> **GIVEN DATA**
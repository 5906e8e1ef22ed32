//! The per-category driver: main page, then every discovered subcategory.

use crate::catalog::CategoryProfile;
use crate::core::config::Timings;
use crate::core::types::ProductRecord;
use crate::core::RenderError;
use crate::pipeline::aggregate::{CrossPageAggregator, PageAudit};
use crate::pipeline::{extract_page, PageExtraction};
use crate::scraping::browser_manager::pace;
use crate::scraping::PageRenderer;
use crate::tools::subcategories::{discover_subcategories, Subcategory};
use scraper::{Html, Selector};
use std::time::Duration;
use tracing::{debug, info, warn};

const MAIN_PAGE_LABEL: &str = "Main page";

/// Everything one category run produced.
#[derive(Debug, Clone)]
pub struct CategoryRun {
    pub slug: String,
    pub title: String,
    pub records: Vec<ProductRecord>,
    pub subcategories: Vec<Subcategory>,
    pub audit: Vec<PageAudit>,
    pub removed_in_final_pass: usize,
}

/// Markers of the storefront's error page in the page source. "egg-sit" is
/// the wording of its 404 illustration.
const NOT_FOUND_TEXT: &[&str] = &["page not found", "egg-sit"];

/// Whether the snapshot is the storefront's 404 page.
///
/// A bare "404" only counts in the URL or title; the page source is full of
/// prices and asset hashes that contain it.
pub fn is_not_found_page(html: &str, url: &str) -> bool {
    if url.to_lowercase().contains("404") {
        return true;
    }
    let lower = html.to_lowercase();
    if NOT_FOUND_TEXT.iter().any(|marker| lower.contains(marker)) {
        return true;
    }
    let Ok(selector) = Selector::parse("title") else {
        return false;
    };
    Html::parse_document(html)
        .select(&selector)
        .next()
        .map(|title| title.text().collect::<String>().to_lowercase())
        .is_some_and(|title| title.contains("404") || title.contains("not found"))
}

/// Open the category's main listing, retrying the direct URL once when the
/// storefront answers with its not-found page.
async fn open_main_page<R>(
    renderer: &R,
    profile: &CategoryProfile,
    timings: &Timings,
) -> Result<(), RenderError>
where
    R: PageRenderer + ?Sized,
{
    for attempt in 1..=2 {
        renderer.navigate(&profile.url).await?;
        pace(timings.page_load, timings.jitter).await;
        let html = renderer.snapshot().await?;
        let here = renderer.current_url().await?;
        if !is_not_found_page(&html, &here) {
            return Ok(());
        }
        warn!("⚠️ Not-found page at {} (attempt {}/2)", here, attempt);
    }
    Err(RenderError::NotFound(profile.url.clone()))
}

/// Scroll to the bottom until the grid stops growing, then back to the top.
///
/// Returns the last price-anchor count.
pub async fn scroll_for_products<R>(renderer: &R, timings: &Timings) -> usize
where
    R: PageRenderer + ?Sized,
{
    let mut last_count = renderer.count_price_anchors().await.unwrap_or(0);
    let mut last_height = renderer.scroll_height().await.unwrap_or(0);
    let mut stable = 0u32;

    for round in 1..=timings.max_scrolls {
        if let Err(e) = renderer.scroll_to_bottom().await {
            warn!("Scroll failed on round {}: {}", round, e);
            break;
        }
        pace(timings.scroll_pause, Duration::ZERO).await;

        let count = renderer.count_price_anchors().await.unwrap_or(last_count);
        let height = renderer.scroll_height().await.unwrap_or(last_height);
        if count > last_count || height > last_height {
            debug!("   scroll {}: {} price anchors (height {})", round, count, height);
            last_count = count.max(last_count);
            last_height = height.max(last_height);
            stable = 0;
        } else {
            stable += 1;
            if stable >= timings.stable_scrolls {
                debug!("   no new products after {} scroll(s), stopping", stable);
                break;
            }
        }
    }

    if let Err(e) = renderer.scroll_to_top().await {
        warn!("Scroll to top failed: {}", e);
    }
    pace(timings.scroll_settle, Duration::ZERO).await;
    last_count
}

/// Extract the page the renderer is currently showing.
///
/// No price anchors after the wait triggers one reload with an extended wait;
/// still nothing yields an empty extraction rather than an error.
pub async fn extract_current_page<R>(
    renderer: &R,
    profile: &CategoryProfile,
    timings: &Timings,
) -> Result<PageExtraction, RenderError>
where
    R: PageRenderer + ?Sized,
{
    pace(timings.settle, timings.jitter).await;

    let url = renderer.current_url().await?;
    if profile.is_off_category_url(&url) {
        warn!(
            "⚠️ Might not be on the {} page (current URL: {})",
            profile.display_title(),
            url
        );
    }

    if !renderer.wait_for_price_anchor(timings.extract_wait).await {
        warn!("⚠️ No prices on the page yet, refreshing once");
        renderer.reload().await?;
        pace(timings.refresh_wait, timings.jitter).await;
        if !renderer.wait_for_price_anchor(timings.extract_wait).await {
            warn!("⚠️ Still no prices after refresh, treating page as empty");
            return Ok(PageExtraction::default());
        }
    }

    let html = renderer.snapshot().await?;
    let url = renderer.current_url().await?;
    let page = extract_page(&html, &url, &profile.rule);
    info!(
        "   🔍 {} card(s): {} kept, {} off-category, {} unnamed",
        page.cards_found,
        page.records.len(),
        page.rejected,
        page.unnamed
    );
    for (i, record) in page.records.iter().enumerate() {
        debug!("   [{}] {} | ₹{}", i + 1, record.name, record.price);
    }
    Ok(page)
}

/// Navigate to `url`, let the grid load, scroll it out and extract it.
pub async fn scrape_listing<R>(
    renderer: &R,
    profile: &CategoryProfile,
    url: &str,
    load_wait: Duration,
    timings: &Timings,
) -> Result<PageExtraction, RenderError>
where
    R: PageRenderer + ?Sized,
{
    renderer.navigate(url).await?;
    pace(load_wait, timings.jitter).await;
    if !renderer.wait_for_price_anchor(timings.price_wait).await {
        debug!("   prices not visible yet, scrolling anyway");
    }
    scroll_for_products(renderer, timings).await;
    extract_current_page(renderer, profile, timings).await
}

/// Scrape one category end to end.
///
/// Only a failure on the main page (including a not-found page that survives
/// one retry) aborts the category; each subcategory page fails on its own and
/// contributes nothing.
pub async fn scrape_category<R>(
    renderer: &R,
    profile: &CategoryProfile,
    timings: &Timings,
) -> Result<CategoryRun, RenderError>
where
    R: PageRenderer + ?Sized,
{
    info!("📂 {} ({})", profile.display_title(), profile.url);
    let mut aggregator = CrossPageAggregator::new();

    open_main_page(renderer, profile, timings).await?;
    if !renderer.wait_for_price_anchor(timings.price_wait).await {
        warn!("⚠️ Prices did not appear within {:?} on the main page", timings.price_wait);
    }

    let html = renderer.snapshot().await?;
    let here = renderer.current_url().await?;
    let subcategories = discover_subcategories(&html, &here, &profile.subcategories);
    info!("🗂️ Found {} subcategory page(s)", subcategories.len());
    for sub in &subcategories {
        debug!("   - {} → {}", sub.name, sub.url);
    }

    scroll_for_products(renderer, timings).await;
    let main = extract_current_page(renderer, profile, timings).await?;
    aggregator.absorb(MAIN_PAGE_LABEL, main);

    let total = subcategories.len();
    for (i, sub) in subcategories.iter().enumerate() {
        info!("➡️ [{}/{}] {}", i + 1, total, sub.name);
        match scrape_listing(renderer, profile, &sub.url, timings.subcategory_load, timings).await {
            Ok(page) => {
                aggregator.absorb(sub.name.as_str(), page);
            }
            Err(e) => aggregator.record_failure(sub.name.as_str(), e.to_string()),
        }
    }

    if subcategories.is_empty() && aggregator.is_empty() {
        info!("🔁 Nothing found yet, giving the main page one more pass");
        match scrape_listing(renderer, profile, &profile.url, timings.page_load, timings).await {
            Ok(page) => {
                aggregator.absorb("Main page (retry)", page);
            }
            Err(e) => aggregator.record_failure("Main page (retry)", e.to_string()),
        }
    }

    let done = aggregator.finish();
    info!(
        "✅ {}: {} unique product(s) from {} page(s)",
        profile.display_title(),
        done.records.len(),
        done.audit.len()
    );

    Ok(CategoryRun {
        slug: profile.slug.clone(),
        title: profile.display_title().to_string(),
        records: done.records,
        subcategories,
        audit: done.audit,
        removed_in_final_pass: done.removed_in_final_pass,
    })
}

> **EXERCISE GOAL**
Select every line of the records holding the string "Result".

> **ANSWER SECTION**
) -> Result<(), RenderError>
) -> Result<PageExtraction, RenderError>
) -> Result<PageExtraction, RenderError>
) -> Result<CategoryRun, RenderError>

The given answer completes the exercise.